YOUR INSTRUCTIONS = Go over the entries below line by line, copying each one that contains the word "shutdown".

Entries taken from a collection
• • • • • • •

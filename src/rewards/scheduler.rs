//! Background task that fires the reward cycle once per period.

use std::sync::atomic::{AtomicBool, Ordering};
use std::sync::Arc;
use std::time::Duration;

use chrono::{Datelike, NaiveDate, NaiveDateTime, NaiveTime};
use parking_lot::Mutex;
use tokio::task::JoinHandle;

use crate::config::RewardConfig;
use crate::engine::AffinityEngine;
use crate::error::ConfigError;
use crate::rewards::RewardReport;

/// Key of the calendar month before `today`, formatted `YYYY_MM`.
pub fn previous_period_key(today: NaiveDate) -> String {
    let (year, month) = if today.month() == 1 {
        (today.year() - 1, 12)
    } else {
        (today.year(), today.month() - 1)
    };
    format!("{}_{:02}", year, month)
}

/// When the reward cycle runs: a day of the month and a local time.
#[derive(Debug)]
pub struct RewardSchedule {
    day: u32,
    time: NaiveTime,
    last_fired: Mutex<Option<String>>,
}

impl RewardSchedule {
    pub fn new(day: u32, time: NaiveTime) -> Self {
        Self {
            day,
            time,
            last_fired: Mutex::new(None),
        }
    }

    pub fn from_config(config: &RewardConfig) -> Result<Self, ConfigError> {
        let time = NaiveTime::parse_from_str(&config.cycle_time, "%H:%M").map_err(|e| {
            ConfigError::invalid(format!(
                "rewards.cycle_time '{}' is not HH:MM: {}",
                config.cycle_time, e
            ))
        })?;
        Ok(Self::new(config.cycle_day, time))
    }

    /// The period to close at `now`, if the cycle is due and has not fired for it yet.
    ///
    /// Marks the period as fired when returning it.
    pub fn due(&self, now: NaiveDateTime) -> Option<String> {
        if now.day() != self.day || now.time() < self.time {
            return None;
        }
        let period = previous_period_key(now.date());
        let mut last = self.last_fired.lock();
        if last.as_deref() == Some(period.as_str()) {
            return None;
        }
        *last = Some(period.clone());
        Some(period)
    }

    /// Check once a minute and run the engine's reward cycle when due.
    pub fn spawn(self, engine: Arc<AffinityEngine>) -> ScheduleHandle {
        let shutdown = Arc::new(AtomicBool::new(false));
        let flag = Arc::clone(&shutdown);

        let task = tokio::spawn(async move {
            let mut ticker = tokio::time::interval(Duration::from_secs(60));
            loop {
                ticker.tick().await;
                if flag.load(Ordering::SeqCst) {
                    break;
                }
                let Some(period) = self.due(chrono::Local::now().naive_local()) else {
                    continue;
                };
                log::info!("Running scheduled reward cycle for {}", period);
                run_cycle_blocking(Arc::clone(&engine), period).await;
            }
        });

        ScheduleHandle { shutdown, task }
    }
}

/// Run the reward cycle on the blocking pool; it holds the store lock across file I/O.
async fn run_cycle_blocking(engine: Arc<AffinityEngine>, period: String) -> Option<RewardReport> {
    let label = period.clone();
    match tokio::task::spawn_blocking(move || engine.run_reward_cycle(&period)).await {
        Ok(Ok(report)) => {
            log::info!("{}", report);
            Some(report)
        }
        Ok(Err(e)) => {
            log::error!("Reward cycle for {} failed: {}", label, e);
            None
        }
        Err(e) => {
            log::error!("Reward cycle task for {} did not finish: {}", label, e);
            None
        }
    }
}

/// Handle to a running schedule.
#[derive(Debug)]
pub struct ScheduleHandle {
    shutdown: Arc<AtomicBool>,
    task: JoinHandle<()>,
}

impl ScheduleHandle {
    pub fn stop(&self) {
        self.shutdown.store(true, Ordering::SeqCst);
        self.task.abort();
    }
}

impl Drop for ScheduleHandle {
    fn drop(&mut self) {
        self.stop();
    }
}
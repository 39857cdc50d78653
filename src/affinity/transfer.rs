//! Hedging: one identity spends its own affinity to pull another's down.
//!
//! Only part of the amount paid reaches the target; the remainder is a fee
//! retained by nobody. The target never drops below the configured floor.

use std::fmt;

use serde::Serialize;

use crate::config::TransferConfig;
use crate::error::TransferError;
use crate::store::{round2, AffinityStore};

/// A committed transfer.
#[derive(Debug, Clone, PartialEq, Serialize)]
pub struct TransferReceipt {
    pub source: String,
    pub target: String,
    /// Amount debited from the source.
    pub amount: f64,
    /// Amount subtracted from the target.
    pub effect: f64,
    /// `amount - effect`, credited to no one.
    pub fee: f64,
    pub source_before: f64,
    pub source_after: f64,
    pub target_before: f64,
    pub target_after: f64,
    /// Whether the requested amount was reduced to respect the floor.
    pub clamped: bool,
}

impl fmt::Display for TransferReceipt {
    fn fmt(&self, f: &mut fmt::Formatter<'_>) -> fmt::Result {
        writeln!(f, "✅ Hedge complete!")?;
        if self.clamped {
            writeln!(
                f,
                "⚖️ The target was near the floor, so the amount was reduced to {:.2}",
                self.amount
            )?;
        }
        writeln!(
            f,
            "📉 {}: {:.2} → {:.2} (-{:.2})",
            self.source, self.source_before, self.source_after, self.amount
        )?;
        writeln!(
            f,
            "📉 {}: {:.2} → {:.2} (-{:.2})",
            self.target, self.target_before, self.target_after, self.effect
        )?;
        write!(f, "💸 Fee retained: {:.2}", self.fee)
    }
}

/// Balances and allowed range for a prospective transfer.
#[derive(Debug, Clone, PartialEq, Serialize)]
pub struct TransferQuote {
    pub source: String,
    pub target: String,
    pub source_balance: f64,
    pub target_balance: f64,
    pub min_amount: f64,
    pub max_amount: f64,
    pub effect_ratio: f64,
}

impl fmt::Display for TransferQuote {
    fn fmt(&self, f: &mut fmt::Formatter<'_>) -> fmt::Result {
        writeln!(f, "🎯 Target: {} (affinity {:.2})", self.target, self.target_balance)?;
        writeln!(f, "💰 Your affinity: {:.2}", self.source_balance)?;
        writeln!(
            f,
            "📏 You may spend between {:.2} and {:.2}",
            self.min_amount, self.max_amount
        )?;
        write!(
            f,
            "ℹ️ Only {:.0}% of the amount reaches the target",
            self.effect_ratio * 100.0
        )
    }
}

/// Executes hedging transfers against an [`AffinityStore`].
#[derive(Debug, Clone)]
pub struct TransferEngine {
    config: TransferConfig,
}

impl TransferEngine {
    pub fn new(config: TransferConfig) -> Self {
        Self { config }
    }

    /// Resolve a partial identity: exact match first, then unique substring match.
    pub fn resolve_target(
        &self,
        store: &AffinityStore,
        partial: &str,
    ) -> Result<String, TransferError> {
        if store.contains(partial) {
            return Ok(partial.to_string());
        }
        let mut candidates: Vec<String> = store
            .identities()
            .filter(|id| !partial.is_empty() && id.contains(partial))
            .map(|id| id.to_string())
            .collect();

        match candidates.len() {
            0 => Err(TransferError::UnknownTarget {
                partial: partial.to_string(),
            }),
            1 => Ok(candidates.remove(0)),
            _ => Err(TransferError::Ambiguous { candidates }),
        }
    }

    fn positive_balance(&self, store: &AffinityStore, source: &str) -> Result<f64, TransferError> {
        let balance = store.get(source).map(|r| r.total_score).unwrap_or(0.0);
        if balance <= 0.0 {
            return Err(TransferError::InsufficientBalance { balance });
        }
        Ok(balance)
    }

    /// Report balances and the allowed amount range without mutating anything.
    pub fn quote(
        &self,
        store: &AffinityStore,
        source: &str,
        target_partial: &str,
    ) -> Result<TransferQuote, TransferError> {
        let target = self.resolve_target(store, target_partial)?;
        if target == source {
            return Err(TransferError::SelfTransfer);
        }
        let source_balance = self.positive_balance(store, source)?;
        let target_balance = store.get(&target).map(|r| r.total_score).unwrap_or(0.0);

        Ok(TransferQuote {
            source: source.to_string(),
            target,
            source_balance,
            target_balance,
            min_amount: self.config.min_quote_amount.min(source_balance),
            max_amount: source_balance,
            effect_ratio: self.config.effect_ratio,
        })
    }

    /// Debit `amount` from `source` and subtract the fee-adjusted effect from the target.
    ///
    /// Every rejection happens before the first write, so a returned error
    /// means neither record changed. Both records are persisted together.
    pub fn transfer(
        &self,
        store: &mut AffinityStore,
        source: &str,
        target_partial: &str,
        amount: f64,
    ) -> Result<TransferReceipt, TransferError> {
        let target = self.resolve_target(store, target_partial)?;
        if target == source {
            return Err(TransferError::SelfTransfer);
        }
        let source_before = self.positive_balance(store, source)?;
        if amount <= 0.0 || !amount.is_finite() {
            return Err(TransferError::NonPositiveAmount);
        }
        if amount > source_before {
            return Err(TransferError::ExceedsBalance {
                amount,
                balance: source_before,
            });
        }

        let ratio = self.config.effect_ratio;
        let floor = self.config.target_floor;
        let target_before = store.get(&target).map(|r| r.total_score).unwrap_or(0.0);

        let mut amount = amount;
        let mut effect = amount * ratio;
        let mut target_after = target_before - effect;
        let mut clamped = false;

        if target_after < floor {
            let max_effect = target_before - floor;
            if max_effect <= 0.0 {
                return Err(TransferError::TargetAtFloor { floor });
            }
            let required = max_effect / ratio;
            if required > source_before {
                return Err(TransferError::ClampedUnaffordable {
                    required: round2(required),
                    balance: source_before,
                });
            }
            amount = required;
            effect = max_effect;
            target_after = floor;
            clamped = true;
        }

        let amount = round2(amount);
        let effect = round2(effect);
        let source_after = round2(source_before - amount);
        let target_after = round2(target_after);

        store.get_or_create(source).total_score = source_after;
        store.get_or_create(&target).total_score = target_after;
        store.persist();

        log::info!(
            "Transfer {} -> {}: amount {}, effect {}, clamped {}",
            source,
            target,
            amount,
            effect,
            clamped
        );

        Ok(TransferReceipt {
            source: source.to_string(),
            target,
            amount,
            effect,
            fee: round2(amount - effect),
            source_before,
            source_after,
            target_before,
            target_after,
            clamped,
        })
    }
}

#[cfg(test)]
mod tests {
    use super::*;
    use crate::store::InMemoryStore;

    fn store_with(scores: &[(&str, f64)]) -> AffinityStore {
        let mut store = AffinityStore::new(InMemoryStore::new());
        for (id, score) in scores {
            store.get_or_create(id).total_score = *score;
        }
        store
    }

    fn engine() -> TransferEngine {
        TransferEngine::new(TransferConfig::default())
    }

    #[test]
    fn test_plain_transfer() {
        let mut store = store_with(&[("alice", 100.0), ("bob", -100.0)]);
        let receipt = engine().transfer(&mut store, "alice", "bob", 50.0).unwrap();

        assert_eq!(receipt.effect, 40.0);
        assert_eq!(receipt.fee, 10.0);
        assert!(!receipt.clamped);
        assert_eq!(store.get("alice").unwrap().total_score, 50.0);
        assert_eq!(store.get("bob").unwrap().total_score, -140.0);
    }

    #[test]
    fn test_transfer_clamped_to_floor() {
        let mut store = store_with(&[("alice", 200.0), ("bob", -140.0)]);
        let receipt = engine().transfer(&mut store, "alice", "bob", 50.0).unwrap();

        assert!(receipt.clamped);
        assert_eq!(receipt.amount, 12.5);
        assert_eq!(receipt.fee, 2.5);
        assert_eq!(store.get("bob").unwrap().total_score, -150.0);
        assert_eq!(store.get("alice").unwrap().total_score, 187.5);
    }

    #[test]
    fn test_amount_over_balance_changes_nothing() {
        let mut store = store_with(&[("alice", 30.0), ("bob", 10.0)]);
        let err = engine().transfer(&mut store, "alice", "bob", 30.01).unwrap_err();

        assert!(matches!(err, TransferError::ExceedsBalance { .. }));
        assert_eq!(store.get("alice").unwrap().total_score, 30.0);
        assert_eq!(store.get("bob").unwrap().total_score, 10.0);
    }

    #[test]
    fn test_rejections() {
        let mut store = store_with(&[("alice", 0.0), ("bob", 5.0), ("bobby", 5.0), ("carl", -150.0)]);
        let engine = engine();

        assert!(matches!(
            engine.transfer(&mut store, "alice", "bob", 1.0),
            Err(TransferError::InsufficientBalance { .. })
        ));
        assert!(matches!(
            engine.transfer(&mut store, "bob", "bob", 1.0),
            Err(TransferError::SelfTransfer)
        ));
        assert!(matches!(
            engine.transfer(&mut store, "bob", "carl", 0.0),
            Err(TransferError::NonPositiveAmount)
        ));
        assert!(matches!(
            engine.transfer(&mut store, "bob", "carl", 1.0),
            Err(TransferError::TargetAtFloor { .. })
        ));
        assert!(matches!(
            engine.transfer(&mut store, "bob", "zed", 1.0),
            Err(TransferError::UnknownTarget { .. })
        ));
    }

    #[test]
    fn test_clamp_uses_only_what_is_needed() {
        let mut store = store_with(&[("alice", 30.0), ("bob", -149.0)]);
        let receipt = engine().transfer(&mut store, "alice", "bob", 30.0).unwrap();

        assert!(receipt.clamped);
        assert_eq!(receipt.amount, 1.25);
        assert_eq!(receipt.effect, 1.0);
        assert_eq!(store.get("alice").unwrap().total_score, 28.75);
        assert_eq!(store.get("bob").unwrap().total_score, -150.0);
    }

    #[test]
    fn test_rejected_transfer_creates_no_record() {
        let mut store = store_with(&[("bob", 5.0)]);
        let _ = engine().transfer(&mut store, "ghost", "bob", 1.0);
        assert!(!store.contains("ghost"));
    }

    #[test]
    fn test_resolve_target() {
        let store = store_with(&[("user_1001", 0.0), ("user_1002", 0.0), ("admin", 0.0)]);
        let engine = engine();

        assert_eq!(engine.resolve_target(&store, "admin").unwrap(), "admin");
        assert_eq!(engine.resolve_target(&store, "1002").unwrap(), "user_1002");
        match engine.resolve_target(&store, "user_") {
            Err(TransferError::Ambiguous { candidates }) => assert_eq!(candidates.len(), 2),
            other => panic!("expected ambiguity, got {:?}", other),
        }
    }

    #[test]
    fn test_quote() {
        let store = store_with(&[("alice", 42.0), ("bob", -10.0)]);
        let quote = engine().quote(&store, "alice", "bo").unwrap();
        assert_eq!(quote.target, "bob");
        assert_eq!(quote.max_amount, 42.0);
        assert_eq!(quote.min_amount, 0.1);
        assert!(quote.to_string().contains("80%"));
    }

    #[test]
    fn test_receipt_text() {
        let mut store = store_with(&[("alice", 100.0), ("bob", -100.0)]);
        let text = engine()
            .transfer(&mut store, "alice", "bob", 50.0)
            .unwrap()
            .to_string();
        assert!(text.contains("alice: 100.00 → 50.00"));
        assert!(text.contains("bob: -100.00 → -140.00"));
        assert!(text.contains("Fee retained: 10.00"));
    }
}
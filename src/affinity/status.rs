//! Read-only views of an identity's affinity for display.

use serde::Serialize;

use super::threshold::{NextMilestone, ThresholdLadder};
use crate::persona::{PersonaInfo, PersonaSelector};
use crate::store::{AffinityStore, Direction};

/// Half-open score band `[min, max)` with its display emoji and reply attitude.
#[derive(Debug, Clone, Copy, PartialEq)]
pub struct MoodBand {
    pub min: f64,
    pub max: f64,
    pub emoji: &'static str,
    pub attitude: &'static str,
}

const fn band(min: f64, max: f64, emoji: &'static str, attitude: &'static str) -> MoodBand {
    MoodBand {
        min,
        max,
        emoji,
        attitude,
    }
}

pub const MOOD_BANDS: &[MoodBand] = &[
    band(-10000.0, -5000.0, "☠️", "furious, barely willing to talk"),
    band(-5000.0, -2000.0, "🔥", "very angry and rude"),
    band(-2000.0, -1200.0, "⚡", "clearly upset and curt"),
    band(-1200.0, -780.0, "🌋", "impatient and dismissive"),
    band(-780.0, -550.0, "🌪️", "somewhat annoyed"),
    band(-550.0, -380.0, "🧊", "cold and distant"),
    band(-380.0, -200.0, "🪨", "flat and indifferent"),
    band(-200.0, -150.0, "💨", "mildly displeased"),
    band(-150.0, -50.0, "🌫️", "a little puzzled"),
    band(-50.0, -25.0, "🍂", "still fairly friendly"),
    band(-25.0, -5.0, "🌾", "ordinary and calm"),
    band(-5.0, 0.0, "⚪", "neutral and calm"),
    band(0.0, 10.0, "🌱", "friendly and calm"),
    band(10.0, 25.0, "🍃", "friendly and calm"),
    band(25.0, 50.0, "🍀", "friendly and cheerful"),
    band(50.0, 100.0, "🌿", "friendly and cheerful"),
    band(100.0, 150.0, "🌼", "happy and pleasant"),
    band(150.0, 200.0, "🎶", "very happy"),
    band(200.0, 260.0, "💎", "especially close"),
    band(260.0, 320.0, "🔮", "especially close"),
    band(320.0, 380.0, "🫧", "especially close"),
    band(380.0, 460.0, "🌸", "really fond of you"),
    band(460.0, 550.0, "🌺", "really fond of you"),
    band(550.0, 660.0, "🦋", "doting"),
    band(660.0, 780.0, "🐚", "doting"),
    band(780.0, 950.0, "✨", "deeply affectionate"),
    band(950.0, 1200.0, "🌈", "deeply affectionate"),
    band(1200.0, 1600.0, "🌙", "cherishing you above all"),
    band(1600.0, 2000.0, "🪐", "cherishing you above all"),
    band(2000.0, 3000.0, "🌟", "treating you as the most important person"),
    band(3000.0, 4000.0, "🌞", "treating you as the most important person"),
    band(4000.0, 5000.0, "🌊", "treating you as the most important person"),
    band(5000.0, 7000.0, "💫", "you are my whole world"),
    band(7000.0, 10000.0, "☀️", "you are my whole world"),
    band(10000.0, f64::INFINITY, "🌌", "love beyond everything"),
];

/// Emoji and attitude for a score. Scores outside every band fall back by sign.
pub fn mood_for(score: f64) -> (&'static str, &'static str) {
    MOOD_BANDS
        .iter()
        .find(|b| b.min <= score && score < b.max)
        .map(|b| (b.emoji, b.attitude))
        .unwrap_or(if score >= 0.0 {
            ("😊", "friendly and calm")
        } else {
            ("😐", "flat and indifferent")
        })
}

/// `"{emoji}{score:.2}"`
pub fn format_score(score: f64) -> String {
    let (emoji, _) = mood_for(score);
    format!("{}{:.2}", emoji, score)
}

/// Everything the dispatch layer shows about one identity.
#[derive(Debug, Clone, PartialEq, Serialize)]
pub struct AffinityStatus {
    pub identity: String,
    pub total_score: f64,
    pub display: String,
    pub emoji: &'static str,
    pub attitude: &'static str,
    pub direction: Direction,
    pub speed_multiplier: f64,
    pub change_count: u32,
    pub has_saved_persona: bool,
    pub next_milestone: Option<NextMilestone>,
    pub persona: PersonaInfo,
}

/// Build the status view. Unknown identities report a default record without creating one.
pub fn status_of(
    store: &AffinityStore,
    selector: &PersonaSelector,
    ladder: &ThresholdLadder,
    identity: &str,
) -> AffinityStatus {
    let record = store.get(identity).cloned().unwrap_or_default();
    let (emoji, attitude) = mood_for(record.total_score);

    AffinityStatus {
        identity: identity.to_string(),
        total_score: record.total_score,
        display: format_score(record.total_score),
        emoji,
        attitude,
        direction: record.direction,
        speed_multiplier: record.speed_multiplier,
        change_count: record.change_count,
        has_saved_persona: record.saved_persona.is_some(),
        next_milestone: ladder.next_milestone(record.total_score),
        persona: selector.persona_info(store, identity),
    }
}

#[cfg(test)]
mod tests {
    use super::*;
    use crate::config::EconomyConfig;
    use crate::persona::PersonaCatalog;
    use crate::store::InMemoryStore;
    use std::sync::Arc;

    #[test]
    fn test_bands_are_contiguous() {
        for pair in MOOD_BANDS.windows(2) {
            assert_eq!(pair[0].max, pair[1].min);
        }
    }

    #[test]
    fn test_mood_lookup() {
        assert_eq!(mood_for(0.0).0, "🌱");
        assert_eq!(mood_for(-0.01).0, "⚪");
        assert_eq!(mood_for(16.0).0, "🍃");
        assert_eq!(mood_for(1_000_000.0).0, "🌌");
        assert_eq!(mood_for(-20000.0).0, "😐");
    }

    #[test]
    fn test_format_score() {
        assert_eq!(format_score(16.0), "🍃16.00");
        assert_eq!(format_score(-80.0), "🌫️-80.00");
    }

    #[test]
    fn test_status_of_unknown_identity() {
        let store = AffinityStore::new(InMemoryStore::new());
        let selector = PersonaSelector::with_seed(Arc::new(PersonaCatalog::default()), 3);
        let ladder = ThresholdLadder::new(EconomyConfig::default().ladder);

        let status = status_of(&store, &selector, &ladder, "nobody");
        assert_eq!(status.total_score, 0.0);
        assert_eq!(status.direction, Direction::Natural);
        assert_eq!(status.next_milestone.unwrap().threshold, 10);
        assert!(!status.persona.has_persona);
        assert!(!store.contains("nobody"));
    }

    #[test]
    fn test_status_reports_next_gap() {
        let mut store = AffinityStore::new(InMemoryStore::new());
        store.get_or_create("alice").total_score = -80.0;
        let selector = PersonaSelector::with_seed(Arc::new(PersonaCatalog::default()), 3);
        let ladder = ThresholdLadder::new(EconomyConfig::default().ladder);

        let status = status_of(&store, &selector, &ladder, "alice");
        let next = status.next_milestone.unwrap();
        assert_eq!(next.threshold, -150);
        assert_eq!(next.gap, 70.0);
        assert_eq!(status.display, "🌫️-80.00");
    }
}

• • • • • • •

WRITTEN RESPONSE =
        let shutdown = Arc::new(AtomicBool::new(false));
        let flag = Arc::clone(&shutdown);
        ScheduleHandle { shutdown, task }
    shutdown: Arc<AtomicBool>,
        self.shutdown.store(true, Ordering::SeqCst);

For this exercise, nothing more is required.